START Exercise material
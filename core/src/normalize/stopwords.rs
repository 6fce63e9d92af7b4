use super::Normalizer;
use crate::language::Language;
use std::collections::HashSet;

/// Drops dictionary words; tokens are split on whitespace and rejoined with single spaces.
pub struct StopwordRemover {
    words: HashSet<&'static str>,
}

impl StopwordRemover {
    pub fn new(language: Language) -> Self {
        Self { words: words(language).iter().copied().collect() }
    }

    pub fn is_stopword(&self, token: &str) -> bool {
        self.words.contains(token)
    }
}

impl Normalizer for StopwordRemover {
    fn apply_to(&self, text: &str) -> String {
        text.split_whitespace()
            .filter(|token| !self.is_stopword(token))
            .collect::<Vec<_>>()
            .join(" ")
    }
}

pub(crate) fn words(language: Language) -> &'static [&'static str] {
    match language {
        Language::English => ENGLISH,
        Language::Spanish => SPANISH,
        Language::Portuguese => PORTUGUESE,
        Language::French => FRENCH,
        Language::Italian => ITALIAN,
        Language::German => GERMAN,
    }
}

const ENGLISH: &[&str] = &[
    "a","about","above","after","again","against","all","am","an","and","any","are","aren't","as","at",
    "be","because","been","before","being","below","between","both","but","by",
    "can","can't","cannot","could","couldn't",
    "did","didn't","do","does","doesn't","doing","don't","down","during",
    "each","few","for","from","further",
    "had","hadn't","has","hasn't","have","haven't","having","he","he'd","he'll","he's","her","here","here's","hers","herself","him","himself","his","how","how's",
    "i","i'd","i'll","i'm","i've","if","in","into","is","isn't","it","it's","its","itself",
    "let's","me","more","most","mustn't","my","myself",
    "no","nor","not","of","off","on","once","only","or","other","ought","our","ours","ourselves","out","over","own",
    "same","she","she'd","she'll","she's","should","shouldn't","so","some","such",
    "than","that","that's","the","their","theirs","them","themselves","then","there","there's","these","they","they'd","they'll","they're","they've","this","those","through","to","too",
    "under","until","up","very",
    "was","wasn't","we","we'd","we'll","we're","we've","were","weren't","what","what's","when","when's","where","where's","which","while","who","who's","whom","why","why's","with","won't","would","wouldn't",
    "you","you'd","you'll","you're","you've","your","yours","yourself","yourselves",
];

const SPANISH: &[&str] = &[
    "de","la","que","el","en","y","a","los","del","se","las","por","un","para","con","no","una","su","al","lo",
    "como","más","pero","sus","le","ya","o","este","sí","porque","esta","entre","cuando","muy","sin","sobre",
    "también","me","hasta","hay","donde","quien","desde","todo","nos","durante","todos","uno","les","ni",
    "contra","otros","ese","eso","ante","ellos","e","esto","mí","antes","algunos","qué","unos","yo","otro",
    "otras","otra","él","tanto","esa","estos","mucho","quienes","nada","muchos","cual","poco","ella","estar",
    "estas","algunas","algo","nosotros","mi","mis","tú","te","ti","tu","tus","ellas","nosotras","vosotros",
    "vosotras","os","mío","mía","míos","mías","tuyo","tuya","tuyos","tuyas","suyo","suya","suyos","suyas",
    "nuestro","nuestra","nuestros","nuestras","vuestro","vuestra","vuestros","vuestras","esos","esas",
    "estoy","estás","está","estamos","estáis","están","esté","estés","estemos","estéis","estén","estaré",
    "estarás","estará","estaremos","estaréis","estarán","estaba","estabas","estábamos","estaban","estuve",
    "estuvo","estuvimos","estuvieron","he","has","ha","hemos","habéis","han","haya","hayas","hayamos",
    "hayan","habré","habrá","habían","había","habías","hube","hubo","hubieron","soy","eres","es","somos",
    "sois","son","sea","seas","seamos","sean","seré","será","seremos","serán","era","eras","éramos","eran",
    "fui","fue","fuimos","fueron","fuera","fueras","fuese","tengo","tienes","tiene","tenemos","tenéis",
    "tienen","tenga","tengan","tendré","tendrá","tenía","tenían","tuve","tuvo","tuvieron","tenido","teniendo",
    "estado","estada","estados","estadas","estando","habido","habiendo","sido","siendo",
];

const PORTUGUESE: &[&str] = &[
    "de","a","o","que","e","do","da","em","um","para","com","não","uma","os","no","se","na","por","mais",
    "as","dos","como","mas","ao","ele","das","à","seu","sua","ou","quando","muito","nos","já","eu",
    "também","só","pelo","pela","até","isso","ela","entre","depois","sem","mesmo","aos","seus","quem",
    "nas","me","esse","eles","você","essa","num","nem","suas","meu","às","minha","numa","pelos","elas",
    "qual","nós","lhe","deles","essas","esses","pelas","este","dele","tu","te","vocês","vos","lhes",
    "meus","minhas","teu","tua","teus","tuas","nosso","nossa","nossos","nossas","dela","delas","esta",
    "estes","estas","aquele","aquela","aqueles","aquelas","isto","aquilo","estou","está","estamos",
    "estão","estive","esteve","estivemos","estiveram","estava","estávamos","estavam","hei","há","havemos",
    "hão","houve","houvemos","houveram","sou","somos","são","era","éramos","eram","fui","foi","fomos",
    "foram","seja","sejam","ser","tenho","tem","temos","têm","tinha","tínhamos","tinham","tive","teve",
    "tivemos","tiveram","ter",
];

const FRENCH: &[&str] = &[
    "au","aux","avec","ce","ces","dans","de","des","du","elle","en","et","eux","il","ils","je","la","le",
    "les","leur","lui","ma","mais","me","même","mes","moi","mon","ne","nos","notre","nous","on","ou","par",
    "pas","pour","qu","que","qui","sa","se","ses","son","sur","ta","te","tes","toi","ton","tu","un","une",
    "vos","votre","vous","c","d","j","l","à","m","n","s","t","y","été","étée","étées","étés","étant",
    "suis","es","est","sommes","êtes","sont","serai","seras","sera","serons","serez","seront","serais",
    "serait","étais","était","étions","étiez","étaient","fus","fut","fûmes","furent","sois","soit",
    "soyons","soyez","soient","ai","as","avons","avez","ont","aurai","aura","aurons","aurez","auront",
    "aurais","aurait","avais","avait","avions","aviez","avaient","eut","eûmes","eurent","aie","aies",
    "ait","ayons","ayez","aient","ceci","cela","celà","cet","cette","ici","leurs","quel",
    "quels","quelle","quelles","sans","soi",
];

const ITALIAN: &[&str] = &[
    "ad","al","allo","ai","agli","all","agl","alla","alle","con","col","coi","da","dal","dallo","dai",
    "dagli","dall","dagl","dalla","dalle","di","del","dello","dei","degli","dell","degl","della","delle",
    "in","nel","nello","nei","negli","nell","negl","nella","nelle","su","sul","sullo","sui","sugli",
    "sull","sugl","sulla","sulle","per","tra","contro","io","tu","lui","lei","noi","voi","loro","mio",
    "mia","miei","mie","tuo","tua","tuoi","tue","suo","sua","suoi","sue","nostro","nostra","nostri",
    "nostre","vostro","vostra","vostri","vostre","mi","ti","ci","vi","lo","la","li","le","gli","ne",
    "il","un","uno","una","ma","ed","se","perché","anche","come","dov","dove","che","chi","cui","non",
    "più","quale","quanto","quanti","quanta","quante","quello","quelli","quella","quelle","questo",
    "questi","questa","queste","si","tutto","tutti","a","c","e","i","l","o","ho","hai","ha","abbiamo",
    "avete","hanno","abbia","avevo","aveva","avevano","sono","sei","è","siamo","siete","sia","ero",
    "era","erano","fui","fu","furono","sarò","sarà","saranno","sarei","sarebbe","stato","essendo",
];

const GERMAN: &[&str] = &[
    "aber","alle","allem","allen","aller","alles","als","also","am","an","ander","andere","anderem",
    "anderen","anderer","anderes","auch","auf","aus","bei","bin","bis","bist","da","damit","dann","der",
    "den","des","dem","die","das","dass","daß","derselbe","dieselbe","dasselbe","dazu","dein","deine",
    "deinem","deinen","deiner","denn","dich","dir","du","dies","diese","diesem","diesen","dieser","dieses",
    "doch","dort","durch","ein","eine","einem","einen","einer","eines","einig","einige","er","ihn","ihm",
    "es","etwas","euer","eure","für","gegen","gewesen","hab","habe","haben","hat","hatte","hatten","hier",
    "hin","hinter","ich","mich","mir","ihr","ihre","ihrem","ihren","ihrer","ihres","euch","im","in",
    "indem","ins","ist","jede","jedem","jeden","jeder","jedes","jene","jetzt","kann","kein","keine",
    "können","könnte","machen","man","manche","mein","meine","mit","muss","musste","nach","nicht","nichts",
    "noch","nun","nur","ob","oder","ohne","sehr","sein","seine","selbst","sich","sie","ihnen","sind","so",
    "solche","soll","sollte","sondern","sonst","über","um","und","uns","unser","unter","viel","vom","von",
    "vor","während","war","waren","warst","was","weg","weil","weiter","welche","wenn","werde","werden",
    "wie","wieder","will","wir","wird","wirst","wo","wollen","wollte","würde","würden","zu","zum","zur",
    "zwar","zwischen",
];
//! Precision, recall and F1 of a ranking against labeled queries.

use crate::config::QueryOptions;
use crate::error::{LsirError, Result};
use crate::search::Ranker;
use serde::{Deserialize, Serialize};
use std::collections::BTreeSet;
use std::io::BufRead;

/// A labeled query: the documents a human judged relevant for it.
#[derive(Debug, Clone, Serialize, Deserialize)]
pub struct GroundTruthQuery {
    pub query: String,
    #[serde(default)]
    pub relevant: BTreeSet<String>,
}

/// Reads ground truth from JSON lines, skipping blank lines.
pub fn read_ground_truth<R: BufRead>(reader: R) -> Result<Vec<GroundTruthQuery>> {
    let mut queries = Vec::new();
    for (idx, line) in reader.lines().enumerate() {
        let line = line?;
        if line.trim().is_empty() {
            continue;
        }
        let query: GroundTruthQuery = serde_json::from_str(&line)
            .map_err(|e| LsirError::MalformedGroundTruth(format!("line {}: {e}", idx + 1)))?;
        queries.push(query);
    }
    Ok(queries)
}

#[derive(Debug, Clone, Copy, PartialEq, Serialize, Deserialize)]
pub struct PerformanceResult {
    pub true_positives: usize,
    pub true_negatives: usize,
    pub false_positives: usize,
    pub false_negatives: usize,
    /// `None` when nothing was retrieved.
    pub precision: Option<f64>,
    /// `None` when nothing is relevant.
    pub recall: Option<f64>,
    pub f1_score: Option<f64>,
}

impl PerformanceResult {
    /// Confusion counts of `experiment` against `truth` inside `universe`.
    pub fn compare(truth: &BTreeSet<String>, experiment: &BTreeSet<String>, universe: &BTreeSet<String>) -> Self {
        let true_positives = truth.intersection(experiment).count();
        let false_negatives = truth.difference(experiment).count();
        let false_positives = experiment.difference(truth).count();
        let true_negatives = universe.iter().filter(|d| !truth.contains(*d) && !experiment.contains(*d)).count();

        let precision = ratio(true_positives, true_positives + false_positives);
        let recall = ratio(true_positives, true_positives + false_negatives);
        let f1_score = match (precision, recall) {
            (Some(p), Some(r)) if p + r > 0.0 => Some(2.0 * p * r / (p + r)),
            _ => None,
        };
        Self { true_positives, true_negatives, false_positives, false_negatives, precision, recall, f1_score }
    }
}

fn ratio(numerator: usize, denominator: usize) -> Option<f64> {
    (denominator > 0).then(|| numerator as f64 / denominator as f64)
}

/// Mean of each metric over the queries where it is defined.
#[derive(Debug, Clone, Copy, Default, PartialEq, Serialize, Deserialize)]
pub struct Averages {
    pub precision: Option<f64>,
    pub recall: Option<f64>,
    pub f1_score: Option<f64>,
}

impl Averages {
    pub fn over<'a>(results: impl IntoIterator<Item = &'a PerformanceResult> + Clone) -> Self {
        Self {
            precision: mean(results.clone().into_iter().filter_map(|r| r.precision)),
            recall: mean(results.clone().into_iter().filter_map(|r| r.recall)),
            f1_score: mean(results.into_iter().filter_map(|r| r.f1_score)),
        }
    }
}

fn mean(values: impl Iterator<Item = f64>) -> Option<f64> {
    let (sum, count) = values.fold((0.0, 0usize), |(s, c), v| (s + v, c + 1));
    (count > 0).then(|| sum / count as f64)
}

#[derive(Debug, Clone, Serialize, Deserialize)]
pub struct QueryPerformance {
    pub query: String,
    #[serde(flatten)]
    pub result: PerformanceResult,
}

#[derive(Debug, Clone, Serialize, Deserialize)]
pub struct EvaluationParameters {
    pub target: String,
    pub queries: usize,
    pub cosine: Option<f64>,
    pub limit: Option<usize>,
    #[serde(skip_serializing_if = "Option::is_none")]
    pub words: Option<usize>,
}

#[derive(Debug, Clone, Serialize, Deserialize)]
pub struct EvaluationReport {
    pub parameters: EvaluationParameters,
    pub averages: Averages,
    pub results: Vec<QueryPerformance>,
}

/// Evaluation run settings shared by every query.
#[derive(Debug, Clone, Copy, Default)]
pub struct EvaluationOptions {
    pub query: QueryOptions,
    /// Only evaluate queries with exactly this many words.
    pub words: Option<usize>,
}

/// Runs every labeled query through `ranker` and scores the results.
///
/// The universe is every document the ranking addresses.
pub fn evaluate(ranker: &Ranker, queries: &[GroundTruthQuery], options: &EvaluationOptions) -> EvaluationReport {
    let universe: BTreeSet<String> = ranker.documents().iter().map(|d| d.external_id.clone()).collect();
    let mut results = Vec::new();
    for labeled in queries {
        let tokens: Vec<&str> = labeled.query.split_whitespace().collect();
        if options.words.is_some_and(|n| tokens.len() != n) {
            continue;
        }
        let experiment: BTreeSet<String> = ranker
            .query_documents(&tokens, &options.query)
            .into_iter()
            .map(|(doc, _)| doc.external_id.clone())
            .collect();
        let result = PerformanceResult::compare(&labeled.relevant, &experiment, &universe);
        tracing::debug!(query = %labeled.query, precision = ?result.precision, recall = ?result.recall, "evaluated query");
        results.push(QueryPerformance { query: labeled.query.clone(), result });
    }
    let averages = Averages::over(results.iter().map(|r| &r.result));
    tracing::info!(queries = results.len(), precision = ?averages.precision, recall = ?averages.recall, f1 = ?averages.f1_score, "evaluation finished");

    EvaluationReport {
        parameters: EvaluationParameters {
            target: ranker.hash().to_string(),
            queries: results.len(),
            cosine: options.query.threshold,
            limit: options.query.limit,
            words: options.words,
        },
        averages,
        results,
    }
}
END Exercise material
> **What the task requires**: From the records above, print only the lines between the one holding "fn ratio(numerator: usize, denominator: usize)" and the one holding "it is defined.", inclusive, exactly as they stand.

> **Answer box**:
fn ratio(numerator: usize, denominator: usize) -> Option<f64> {
    (denominator > 0).then(|| numerator as f64 / denominator as f64)
}

/// Mean of each metric over the queries where it is defined.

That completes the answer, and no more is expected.